_Dataset entries_.
____________________
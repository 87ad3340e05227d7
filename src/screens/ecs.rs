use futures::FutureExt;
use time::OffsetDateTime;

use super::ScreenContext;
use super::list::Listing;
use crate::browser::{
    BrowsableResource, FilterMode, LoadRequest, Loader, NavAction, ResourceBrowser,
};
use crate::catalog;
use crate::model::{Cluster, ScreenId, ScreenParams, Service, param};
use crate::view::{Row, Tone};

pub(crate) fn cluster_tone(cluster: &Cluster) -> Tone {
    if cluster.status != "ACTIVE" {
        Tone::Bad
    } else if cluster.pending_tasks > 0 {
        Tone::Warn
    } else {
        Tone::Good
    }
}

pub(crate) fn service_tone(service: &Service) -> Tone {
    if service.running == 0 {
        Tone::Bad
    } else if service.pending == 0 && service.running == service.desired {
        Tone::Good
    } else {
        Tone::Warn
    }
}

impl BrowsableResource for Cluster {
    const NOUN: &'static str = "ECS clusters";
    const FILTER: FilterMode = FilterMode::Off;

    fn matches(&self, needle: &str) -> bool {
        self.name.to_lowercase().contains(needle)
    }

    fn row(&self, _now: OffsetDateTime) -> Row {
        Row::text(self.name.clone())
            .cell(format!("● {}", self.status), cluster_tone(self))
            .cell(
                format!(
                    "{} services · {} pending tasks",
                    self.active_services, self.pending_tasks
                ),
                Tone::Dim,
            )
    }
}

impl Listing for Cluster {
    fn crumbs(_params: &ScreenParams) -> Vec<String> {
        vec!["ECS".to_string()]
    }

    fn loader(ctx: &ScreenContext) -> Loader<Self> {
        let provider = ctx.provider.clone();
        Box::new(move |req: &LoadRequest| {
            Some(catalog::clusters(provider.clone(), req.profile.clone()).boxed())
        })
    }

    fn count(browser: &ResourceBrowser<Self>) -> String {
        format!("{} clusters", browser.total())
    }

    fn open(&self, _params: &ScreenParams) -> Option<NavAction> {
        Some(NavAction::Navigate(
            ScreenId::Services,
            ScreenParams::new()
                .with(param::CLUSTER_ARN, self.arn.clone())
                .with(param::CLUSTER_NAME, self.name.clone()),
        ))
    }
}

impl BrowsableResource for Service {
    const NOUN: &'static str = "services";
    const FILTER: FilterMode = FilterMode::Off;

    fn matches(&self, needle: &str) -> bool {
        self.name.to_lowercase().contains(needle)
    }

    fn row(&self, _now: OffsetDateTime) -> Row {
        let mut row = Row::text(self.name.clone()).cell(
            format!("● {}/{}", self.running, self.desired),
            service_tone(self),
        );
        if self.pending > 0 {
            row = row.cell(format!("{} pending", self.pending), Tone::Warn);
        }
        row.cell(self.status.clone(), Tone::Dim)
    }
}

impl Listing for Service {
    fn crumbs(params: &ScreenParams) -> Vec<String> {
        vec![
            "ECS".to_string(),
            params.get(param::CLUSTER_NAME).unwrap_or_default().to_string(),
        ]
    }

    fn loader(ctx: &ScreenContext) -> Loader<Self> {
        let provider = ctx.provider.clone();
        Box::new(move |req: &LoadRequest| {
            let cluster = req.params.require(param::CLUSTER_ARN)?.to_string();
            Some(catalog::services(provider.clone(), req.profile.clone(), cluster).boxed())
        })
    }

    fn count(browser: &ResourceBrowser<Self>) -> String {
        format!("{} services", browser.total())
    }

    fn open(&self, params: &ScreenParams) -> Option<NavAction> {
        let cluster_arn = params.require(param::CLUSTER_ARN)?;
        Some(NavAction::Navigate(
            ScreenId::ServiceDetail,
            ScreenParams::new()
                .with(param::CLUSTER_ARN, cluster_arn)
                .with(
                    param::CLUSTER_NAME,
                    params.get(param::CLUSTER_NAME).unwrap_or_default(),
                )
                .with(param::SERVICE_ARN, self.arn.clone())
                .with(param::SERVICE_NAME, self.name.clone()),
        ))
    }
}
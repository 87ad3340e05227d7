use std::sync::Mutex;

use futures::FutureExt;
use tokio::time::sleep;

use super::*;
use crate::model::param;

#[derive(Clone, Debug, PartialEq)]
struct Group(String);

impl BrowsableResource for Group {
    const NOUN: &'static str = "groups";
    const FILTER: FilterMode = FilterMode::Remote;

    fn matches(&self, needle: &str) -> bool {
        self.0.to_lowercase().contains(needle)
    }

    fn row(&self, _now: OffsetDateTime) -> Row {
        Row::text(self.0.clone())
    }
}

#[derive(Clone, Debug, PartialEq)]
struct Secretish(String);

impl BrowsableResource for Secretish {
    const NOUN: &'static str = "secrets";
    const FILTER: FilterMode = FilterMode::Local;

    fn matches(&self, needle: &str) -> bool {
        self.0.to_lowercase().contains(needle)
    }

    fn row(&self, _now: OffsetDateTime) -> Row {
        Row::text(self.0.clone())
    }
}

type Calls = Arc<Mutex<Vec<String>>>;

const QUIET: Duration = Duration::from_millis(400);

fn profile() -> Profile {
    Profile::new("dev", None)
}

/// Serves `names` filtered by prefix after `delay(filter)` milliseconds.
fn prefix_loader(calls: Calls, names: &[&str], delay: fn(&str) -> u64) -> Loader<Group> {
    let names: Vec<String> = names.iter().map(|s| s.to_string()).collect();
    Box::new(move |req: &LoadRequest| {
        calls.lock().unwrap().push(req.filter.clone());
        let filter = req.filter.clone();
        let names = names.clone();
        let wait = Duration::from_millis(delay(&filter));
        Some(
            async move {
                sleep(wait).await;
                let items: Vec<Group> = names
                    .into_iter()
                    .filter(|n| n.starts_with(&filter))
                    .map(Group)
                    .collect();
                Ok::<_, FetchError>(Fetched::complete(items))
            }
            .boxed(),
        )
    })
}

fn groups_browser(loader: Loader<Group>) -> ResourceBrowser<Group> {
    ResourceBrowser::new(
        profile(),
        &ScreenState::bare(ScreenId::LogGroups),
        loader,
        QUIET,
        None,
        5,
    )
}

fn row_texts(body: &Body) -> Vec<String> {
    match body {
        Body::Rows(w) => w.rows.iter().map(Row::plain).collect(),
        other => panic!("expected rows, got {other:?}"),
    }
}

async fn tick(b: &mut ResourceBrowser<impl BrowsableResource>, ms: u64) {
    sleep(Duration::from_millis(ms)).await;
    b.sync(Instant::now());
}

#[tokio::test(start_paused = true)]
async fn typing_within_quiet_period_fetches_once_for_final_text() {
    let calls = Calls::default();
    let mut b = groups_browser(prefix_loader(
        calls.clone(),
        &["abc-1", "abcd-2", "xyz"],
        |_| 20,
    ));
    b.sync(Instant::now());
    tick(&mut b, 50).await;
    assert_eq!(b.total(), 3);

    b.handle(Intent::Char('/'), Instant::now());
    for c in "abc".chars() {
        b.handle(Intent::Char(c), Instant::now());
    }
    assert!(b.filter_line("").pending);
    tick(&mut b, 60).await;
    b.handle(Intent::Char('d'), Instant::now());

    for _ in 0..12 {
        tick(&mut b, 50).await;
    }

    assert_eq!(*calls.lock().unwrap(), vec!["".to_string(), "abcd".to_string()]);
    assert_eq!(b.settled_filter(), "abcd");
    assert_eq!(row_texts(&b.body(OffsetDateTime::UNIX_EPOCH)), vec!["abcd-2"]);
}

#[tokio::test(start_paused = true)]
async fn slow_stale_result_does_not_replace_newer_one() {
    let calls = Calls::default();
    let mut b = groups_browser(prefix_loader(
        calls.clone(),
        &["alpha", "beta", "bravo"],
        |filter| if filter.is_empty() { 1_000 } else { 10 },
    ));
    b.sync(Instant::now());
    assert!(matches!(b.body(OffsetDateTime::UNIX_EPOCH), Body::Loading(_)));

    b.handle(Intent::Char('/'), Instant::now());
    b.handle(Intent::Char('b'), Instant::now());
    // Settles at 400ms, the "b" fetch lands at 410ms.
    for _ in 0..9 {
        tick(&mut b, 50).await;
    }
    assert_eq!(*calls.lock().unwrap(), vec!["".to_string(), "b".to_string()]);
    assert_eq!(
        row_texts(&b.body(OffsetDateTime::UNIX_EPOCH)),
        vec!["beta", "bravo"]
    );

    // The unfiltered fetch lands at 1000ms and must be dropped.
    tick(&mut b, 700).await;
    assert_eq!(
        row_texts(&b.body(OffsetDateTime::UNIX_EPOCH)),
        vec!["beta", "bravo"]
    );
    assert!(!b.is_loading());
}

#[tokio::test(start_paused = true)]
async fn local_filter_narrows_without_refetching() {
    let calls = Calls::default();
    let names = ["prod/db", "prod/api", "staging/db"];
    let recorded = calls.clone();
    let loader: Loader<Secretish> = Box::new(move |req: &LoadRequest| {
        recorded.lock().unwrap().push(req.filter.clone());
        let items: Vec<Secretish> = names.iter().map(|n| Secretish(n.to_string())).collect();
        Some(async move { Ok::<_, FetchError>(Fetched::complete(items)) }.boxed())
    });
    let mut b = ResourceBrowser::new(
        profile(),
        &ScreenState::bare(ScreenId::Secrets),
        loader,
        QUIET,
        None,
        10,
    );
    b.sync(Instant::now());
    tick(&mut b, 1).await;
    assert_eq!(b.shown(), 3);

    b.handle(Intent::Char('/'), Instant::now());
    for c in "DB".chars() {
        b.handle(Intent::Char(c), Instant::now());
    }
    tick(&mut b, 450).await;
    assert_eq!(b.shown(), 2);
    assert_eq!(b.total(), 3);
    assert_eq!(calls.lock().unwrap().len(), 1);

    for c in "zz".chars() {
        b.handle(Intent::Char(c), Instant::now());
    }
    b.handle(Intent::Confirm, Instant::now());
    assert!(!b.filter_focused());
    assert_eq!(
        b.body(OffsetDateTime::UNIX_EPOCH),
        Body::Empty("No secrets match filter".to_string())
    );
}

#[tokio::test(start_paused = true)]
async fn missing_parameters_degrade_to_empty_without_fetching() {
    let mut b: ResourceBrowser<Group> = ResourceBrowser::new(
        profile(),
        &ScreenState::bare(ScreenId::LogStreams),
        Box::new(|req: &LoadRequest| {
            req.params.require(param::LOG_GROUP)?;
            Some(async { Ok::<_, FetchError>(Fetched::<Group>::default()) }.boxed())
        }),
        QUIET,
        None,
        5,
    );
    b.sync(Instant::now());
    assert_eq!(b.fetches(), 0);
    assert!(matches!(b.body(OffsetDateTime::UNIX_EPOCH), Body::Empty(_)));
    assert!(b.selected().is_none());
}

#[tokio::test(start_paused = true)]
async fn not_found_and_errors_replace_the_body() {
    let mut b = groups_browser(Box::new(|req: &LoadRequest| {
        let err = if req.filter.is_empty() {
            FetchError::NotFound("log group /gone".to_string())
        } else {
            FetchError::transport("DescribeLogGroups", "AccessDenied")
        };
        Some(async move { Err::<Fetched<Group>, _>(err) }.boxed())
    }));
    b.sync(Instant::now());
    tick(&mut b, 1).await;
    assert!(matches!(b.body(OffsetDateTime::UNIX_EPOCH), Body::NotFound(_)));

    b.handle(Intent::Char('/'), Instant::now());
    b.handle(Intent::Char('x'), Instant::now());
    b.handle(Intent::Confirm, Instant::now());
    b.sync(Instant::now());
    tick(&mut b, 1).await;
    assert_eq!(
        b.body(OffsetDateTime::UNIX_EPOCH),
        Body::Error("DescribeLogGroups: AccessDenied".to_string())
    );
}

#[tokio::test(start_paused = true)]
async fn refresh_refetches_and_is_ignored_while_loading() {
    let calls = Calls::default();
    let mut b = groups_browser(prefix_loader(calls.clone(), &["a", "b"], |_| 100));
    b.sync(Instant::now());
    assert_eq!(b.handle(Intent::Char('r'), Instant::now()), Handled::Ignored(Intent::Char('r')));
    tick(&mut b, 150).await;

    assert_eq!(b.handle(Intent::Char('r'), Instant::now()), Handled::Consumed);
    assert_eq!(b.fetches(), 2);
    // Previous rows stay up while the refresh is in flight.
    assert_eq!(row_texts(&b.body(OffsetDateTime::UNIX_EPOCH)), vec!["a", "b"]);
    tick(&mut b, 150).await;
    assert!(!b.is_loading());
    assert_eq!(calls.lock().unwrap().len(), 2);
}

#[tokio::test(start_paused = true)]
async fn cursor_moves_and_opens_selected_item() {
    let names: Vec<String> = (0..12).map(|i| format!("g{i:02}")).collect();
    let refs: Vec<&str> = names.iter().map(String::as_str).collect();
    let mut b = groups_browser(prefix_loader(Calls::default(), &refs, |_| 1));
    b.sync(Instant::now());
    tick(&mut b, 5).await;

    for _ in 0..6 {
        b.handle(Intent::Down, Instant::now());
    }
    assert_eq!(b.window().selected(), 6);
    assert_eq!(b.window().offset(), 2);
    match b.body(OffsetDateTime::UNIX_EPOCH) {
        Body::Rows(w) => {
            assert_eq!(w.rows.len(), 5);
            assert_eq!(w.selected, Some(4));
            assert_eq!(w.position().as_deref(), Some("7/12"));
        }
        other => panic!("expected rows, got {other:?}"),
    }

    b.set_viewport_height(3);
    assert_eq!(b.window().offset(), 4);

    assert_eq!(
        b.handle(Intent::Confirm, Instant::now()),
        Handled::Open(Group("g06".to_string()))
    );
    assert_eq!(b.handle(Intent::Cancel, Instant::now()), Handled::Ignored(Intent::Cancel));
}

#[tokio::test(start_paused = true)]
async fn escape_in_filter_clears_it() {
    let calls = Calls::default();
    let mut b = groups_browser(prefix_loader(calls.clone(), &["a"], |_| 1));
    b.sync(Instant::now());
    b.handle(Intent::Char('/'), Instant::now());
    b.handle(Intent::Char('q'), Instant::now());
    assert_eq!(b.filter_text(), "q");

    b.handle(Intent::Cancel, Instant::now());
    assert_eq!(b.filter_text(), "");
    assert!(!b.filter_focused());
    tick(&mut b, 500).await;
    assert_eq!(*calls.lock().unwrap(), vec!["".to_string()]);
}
____________________
_Exercise brief_. Looking at the records above, how many of their lines carry the string "static"? Answer with the number and nothing else.

_Problem solution_. 4